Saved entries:

◆ ◆ ◆ ◆ ◆ ◆ ◆

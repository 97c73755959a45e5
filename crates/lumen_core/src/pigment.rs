//! Pigments: where a surface's base color comes from.
//!
//! Pattern generation (checkers, stripes, noise...) lives outside the
//! renderer. All the renderer needs is the "evaluate at a point" contract.

use std::fmt;
use std::sync::Arc;

use lumen_math::Point;

use crate::Color;

/// A color source that varies over space.
pub trait PigmentSource: Send + Sync + fmt::Debug {
    /// Color at a world-space point.
    fn color_at(&self, point: Point) -> Color;
}

/// The color source of a material or of the scene background.
#[derive(Clone, Debug)]
pub enum Pigment {
    /// The same color everywhere.
    Solid(Color),
    /// An externally supplied pattern.
    Pattern(Arc<dyn PigmentSource>),
}

impl Pigment {
    /// Create a solid pigment.
    pub const fn solid(color: Color) -> Self {
        Pigment::Solid(color)
    }

    /// Wrap a pattern source.
    pub fn pattern(source: impl PigmentSource + 'static) -> Self {
        Pigment::Pattern(Arc::new(source))
    }

    /// Evaluate the pigment at a point.
    #[inline]
    pub fn color_at(&self, point: Point) -> Color {
        match self {
            Pigment::Solid(color) => *color,
            Pigment::Pattern(source) => source.color_at(point),
        }
    }
}

impl From<Color> for Pigment {
    fn from(color: Color) -> Self {
        Pigment::Solid(color)
    }
}

impl Default for Pigment {
    fn default() -> Self {
        Pigment::Solid(crate::color::WHITE)
    }
}
//! Infinite plane primitive.

use lumen_math::{BoundingBox, DVec3, Point, Ray, Vector, EPSILON};

use super::{LocalGeometry, LocalHit};

/// The local X-Z plane, extending forever with its normal along +Y.
#[derive(Debug, Clone, Copy, Default, PartialEq)]
pub struct Plane;

impl LocalGeometry for Plane {
    fn local_intersect(&self, ray: &Ray, hits: &mut Vec<LocalHit>) {
        // Parallel (or coplanar) rays never cross it
        if ray.direction.y.abs() < EPSILON {
            return;
        }
        hits.push(LocalHit::at(-ray.origin.y / ray.direction.y));
    }

    fn local_normal_at(&self, _point: Point, _hit: &LocalHit) -> Vector {
        DVec3::Y
    }

    fn local_bounds(&self) -> Option<BoundingBox> {
        None
    }
}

◆ ◆ ◆ ◆ ◆ ◆ ◆

• [Problem statement]:
Your answer must be an exact transcription of every record above.

• [Answer space]:
repository 97c73755959a45e5
filename crates/lumen_core/src/pigment.rs
//! Pigments: where a surface's base color comes from.
//!
//! Pattern generation (checkers, stripes, noise...) lives outside the
//! renderer. All the renderer needs is the "evaluate at a point" contract.

use std::fmt;
use std::sync::Arc;

use lumen_math::Point;

use crate::Color;

/// A color source that varies over space.
pub trait PigmentSource: Send + Sync + fmt::Debug {
    /// Color at a world-space point.
    fn color_at(&self, point: Point) -> Color;
}

/// The color source of a material or of the scene background.
#[derive(Clone, Debug)]
pub enum Pigment {
    /// The same color everywhere.
    Solid(Color),
    /// An externally supplied pattern.
    Pattern(Arc<dyn PigmentSource>),
}

impl Pigment {
    /// Create a solid pigment.
    pub const fn solid(color: Color) -> Self {
        Pigment::Solid(color)
    }

    /// Wrap a pattern source.
    pub fn pattern(source: impl PigmentSource + 'static) -> Self {
        Pigment::Pattern(Arc::new(source))
    }

    /// Evaluate the pigment at a point.
    #[inline]
    pub fn color_at(&self, point: Point) -> Color {
        match self {
            Pigment::Solid(color) => *color,
            Pigment::Pattern(source) => source.color_at(point),
        }
    }
}

impl From<Color> for Pigment {
    fn from(color: Color) -> Self {
        Pigment::Solid(color)
    }
}

impl Default for Pigment {
    fn default() -> Self {
        Pigment::Solid(crate::color::WHITE)
    }
}
//! Infinite plane primitive.

use lumen_math::{BoundingBox, DVec3, Point, Ray, Vector, EPSILON};

use super::{LocalGeometry, LocalHit};

/// The local X-Z plane, extending forever with its normal along +Y.
#[derive(Debug, Clone, Copy, Default, PartialEq)]
pub struct Plane;

impl LocalGeometry for Plane {
    fn local_intersect(&self, ray: &Ray, hits: &mut Vec<LocalHit>) {
        // Parallel (or coplanar) rays never cross it
        if ray.direction.y.abs() < EPSILON {
            return;
        }
        hits.push(LocalHit::at(-ray.origin.y / ray.direction.y));
    }

    fn local_normal_at(&self, _point: Point, _hit: &LocalHit) -> Vector {
        DVec3::Y
    }

    fn local_bounds(&self) -> Option<BoundingBox> {
        None
    }
}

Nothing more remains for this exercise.